START PROVIDED INFORMATION
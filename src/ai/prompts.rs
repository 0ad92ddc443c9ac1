//! Prompt construction for pull request descriptions.

use std::fmt;

use clap::ValueEnum;

use crate::ai::{ChatMessage, CompletionRequest};

/// System prompt shared by every detail level.
pub const SYSTEM_PROMPT: &str = "You are an expert software engineer writing pull request descriptions. \
You will receive the unified diff between the base branch and the work to be merged. \
Describe what the code changes actually do, based only on the diff.";

/// How much detail the generated description should carry.
#[derive(Clone, Copy, Debug, Default, PartialEq, Eq, Hash, ValueEnum)]
pub enum DetailLevel {
    /// A very brief description.
    Low,
    /// A concise description.
    #[default]
    Medium,
    /// A comprehensive description.
    High,
}

impl DetailLevel {
    /// Maximum response size, in tokens.
    pub fn max_tokens(self) -> u32 {
        self.profile().max_tokens
    }

    /// Instructions describing the expected length and depth.
    pub fn instructions(self) -> &'static str {
        self.profile().instructions
    }

    fn profile(self) -> DetailProfile {
        match self {
            Self::Low => DetailProfile {
                max_tokens: 256,
                instructions: "Write a very brief pull request description. \
                    The Summary section is a single sentence. \
                    The Changes section lists only the most important changes, at most three bullets.",
            },
            Self::Medium => DetailProfile {
                max_tokens: 1024,
                instructions: "Write a concise pull request description. \
                    The Summary section is a short paragraph. \
                    The Changes section is a bullet list of the notable changes.",
            },
            Self::High => DetailProfile {
                max_tokens: 2048,
                instructions: "Write a comprehensive pull request description. \
                    The Summary section explains the purpose and impact of the change. \
                    The Changes section is a detailed bullet list covering every file touched, \
                    including behaviour changes, new interfaces and removed code.",
            },
        }
    }
}

impl fmt::Display for DetailLevel {
    fn fmt(&self, f: &mut fmt::Formatter<'_>) -> fmt::Result {
        match self {
            Self::Low => write!(f, "low"),
            Self::Medium => write!(f, "medium"),
            Self::High => write!(f, "high"),
        }
    }
}

struct DetailProfile {
    max_tokens: u32,
    instructions: &'static str,
}

/// Builds the user prompt embedding `diff` verbatim.
pub fn generate_user_prompt(diff: &str, detail: DetailLevel) -> String {
    let mut prompt = String::new();
    prompt.push_str(detail.instructions());
    prompt.push_str("\n\n");
    prompt.push_str(
        "Respond in Markdown with exactly two sections, \"Summary\" and \"Changes\", and nothing else. \
         Do not wrap the response in code fences.\n\n",
    );
    prompt.push_str("=== GIT DIFF ===\n");
    prompt.push_str(diff);
    if !diff.ends_with('\n') {
        prompt.push('\n');
    }
    prompt.push_str("=== END GIT DIFF ===\n");
    prompt
}

/// Builds the completion request for `diff` at `detail` against `model`.
pub fn build_request(diff: &str, detail: DetailLevel, model: &str) -> CompletionRequest {
    CompletionRequest {
        model: model.to_string(),
        messages: vec![
            ChatMessage::system(SYSTEM_PROMPT),
            ChatMessage::user(generate_user_prompt(diff, detail)),
        ],
        max_tokens: detail.max_tokens(),
    }
}

#[cfg(test)]
mod tests {
    use super::*;
    use crate::ai::{ChatRole, DEFAULT_MODEL};

    const DIFF: &str = "diff --git a/a.txt b/a.txt\n--- a/a.txt\n+++ b/a.txt\n@@ -1 +1,2 @@\n 1\n+2\n";

    #[test]
    fn budgets_grow_with_detail() {
        let low = build_request(DIFF, DetailLevel::Low, DEFAULT_MODEL).max_tokens;
        let medium = build_request(DIFF, DetailLevel::Medium, DEFAULT_MODEL).max_tokens;
        let high = build_request(DIFF, DetailLevel::High, DEFAULT_MODEL).max_tokens;

        assert!(low < medium);
        assert!(medium < high);
        assert_eq!((low, medium, high), (256, 1024, 2048));
    }

    #[test]
    fn medium_is_default() {
        assert_eq!(DetailLevel::default(), DetailLevel::Medium);
    }

    #[test]
    fn prompt_embeds_diff_verbatim() {
        for detail in [DetailLevel::Low, DetailLevel::Medium, DetailLevel::High] {
            let request = build_request(DIFF, detail, DEFAULT_MODEL);
            assert!(request.prompt().contains(DIFF));
            assert!(request.prompt().starts_with(detail.instructions()));
        }
    }

    #[test]
    fn prompt_requests_summary_and_changes_without_fences() {
        let prompt = generate_user_prompt(DIFF, DetailLevel::Medium);
        assert!(prompt.contains("\"Summary\" and \"Changes\""));
        assert!(prompt.contains("Do not wrap the response in code fences"));
    }

    #[test]
    fn request_sends_system_then_user_message() {
        let request = build_request(DIFF, DetailLevel::High, "gpt-4.1");
        let roles: Vec<ChatRole> = request.messages.iter().map(|m| m.role).collect();

        assert_eq!(roles, vec![ChatRole::System, ChatRole::User]);
        assert_eq!(request.model, "gpt-4.1");
    }

    #[test]
    fn instructions_differ_per_level() {
        assert!(DetailLevel::Low.instructions().contains("very brief"));
        assert!(DetailLevel::Medium.instructions().contains("concise"));
        assert!(DetailLevel::High.instructions().contains("comprehensive"));
    }

    #[test]
    fn diff_without_trailing_newline_is_terminated() {
        let prompt = generate_user_prompt("+x", DetailLevel::Low);
        assert!(prompt.ends_with("+x\n=== END GIT DIFF ===\n"));
    }
}
//! OpenAI-compatible chat completions backend.

use std::future::Future;
use std::pin::Pin;

use anyhow::{Context, Result};
use reqwest::Client;
use serde::{Deserialize, Serialize};
use tracing::{debug, info};

use super::{
    build_http_client, check_error_response, ChatMessage, CompletionBackend, CompletionRequest,
};

/// Default API root.
pub const DEFAULT_BASE_URL: &str = "https://api.openai.com";

/// Temperature used for models that accept one.
const TEMPERATURE: f32 = 0.1;

/// OpenAI API request body.
#[derive(Serialize, Debug)]
struct OpenAiRequest<'a> {
    model: &'a str,
    messages: &'a [ChatMessage],
    #[serde(skip_serializing_if = "Option::is_none")]
    max_tokens: Option<u32>,
    #[serde(skip_serializing_if = "Option::is_none")]
    max_completion_tokens: Option<u32>,
    #[serde(skip_serializing_if = "Option::is_none")]
    temperature: Option<f32>,
    stream: bool,
}

/// OpenAI API response choice.
#[derive(Deserialize, Debug)]
struct Choice {
    message: ResponseMessage,
    #[allow(dead_code)]
    finish_reason: Option<String>,
}

/// OpenAI API response message.
#[derive(Deserialize, Debug)]
struct ResponseMessage {
    #[serde(default)]
    content: Option<String>,
}

/// OpenAI API response.
#[derive(Deserialize, Debug)]
struct OpenAiResponse {
    #[serde(default)]
    choices: Vec<Choice>,
    model: Option<String>,
    usage: Option<Usage>,
}

/// OpenAI API usage statistics.
#[derive(Deserialize, Debug)]
#[allow(dead_code)]
struct Usage {
    prompt_tokens: Option<u32>,
    completion_tokens: Option<u32>,
    total_tokens: Option<u32>,
}

/// Chat completions client for OpenAI and compatible servers.
pub struct OpenAiBackend {
    /// HTTP client for API requests.
    client: Client,
    /// API root (e.g., "https://api.openai.com" or "http://localhost:11434").
    base_url: String,
}

impl OpenAiBackend {
    /// Creates a backend for `base_url` with the standard request timeout.
    pub fn new(base_url: impl Into<String>) -> Result<Self> {
        Ok(Self::with_client(build_http_client()?, base_url))
    }

    /// Creates a backend for `base_url` using an existing HTTP client.
    pub fn with_client(client: Client, base_url: impl Into<String>) -> Self {
        Self {
            client,
            base_url: base_url.into(),
        }
    }

    /// Builds the full chat completions URL.
    fn api_url(&self) -> String {
        format!("{}/v1/chat/completions", self.base_url.trim_end_matches('/'))
    }

    /// Returns true for models that take `max_completion_tokens` and a fixed temperature.
    fn is_reasoning_model(model: &str) -> bool {
        model.starts_with("gpt-5") || model.starts_with("o1")
    }

    fn request_body<'a>(request: &'a CompletionRequest) -> OpenAiRequest<'a> {
        if Self::is_reasoning_model(&request.model) {
            OpenAiRequest {
                model: &request.model,
                messages: &request.messages,
                max_tokens: None,
                max_completion_tokens: Some(request.max_tokens),
                temperature: None,
                stream: false,
            }
        } else {
            OpenAiRequest {
                model: &request.model,
                messages: &request.messages,
                max_tokens: Some(request.max_tokens),
                max_completion_tokens: None,
                temperature: Some(TEMPERATURE),
                stream: false,
            }
        }
    }
}

impl CompletionBackend for OpenAiBackend {
    fn complete<'a>(
        &'a self,
        request: &'a CompletionRequest,
        api_key: &'a str,
    ) -> Pin<Box<dyn Future<Output = Result<Vec<String>>> + Send + 'a>> {
        Box::pin(async move {
            let body = Self::request_body(request);
            let api_url = self.api_url();

            debug!(
                max_tokens = request.max_tokens,
                message_count = body.messages.len(),
                uses_max_completion_tokens = body.max_completion_tokens.is_some(),
                "Built OpenAI-compatible request payload"
            );
            info!(url = %api_url, model = %request.model, "Sending request to OpenAI-compatible API");

            let response = self
                .client
                .post(&api_url)
                .header("Content-Type", "application/json")
                .header("Authorization", format!("Bearer {api_key}"))
                .json(&body)
                .send()
                .await
                .context("Network error while contacting the completion API")?;

            let response = check_error_response(response).await?;

            let openai_response: OpenAiResponse = response
                .json()
                .await
                .context("Invalid response format from the completion API")?;

            debug!(
                choice_count = openai_response.choices.len(),
                model = ?openai_response.model,
                usage = ?openai_response.usage,
                "Received OpenAI-compatible API response"
            );

            Ok(openai_response
                .choices
                .into_iter()
                .map(|choice| choice.message.content.unwrap_or_default())
                .collect())
        })
    }

    fn name(&self) -> &str {
        "OpenAI"
    }
}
END PROVIDED INFORMATION
● **ASSIGNED TASK**: Pull every line containing "bool" out of the records.

● **ANSWER FOR THE TASK**:
    stream: bool,
    fn is_reasoning_model(model: &str) -> bool {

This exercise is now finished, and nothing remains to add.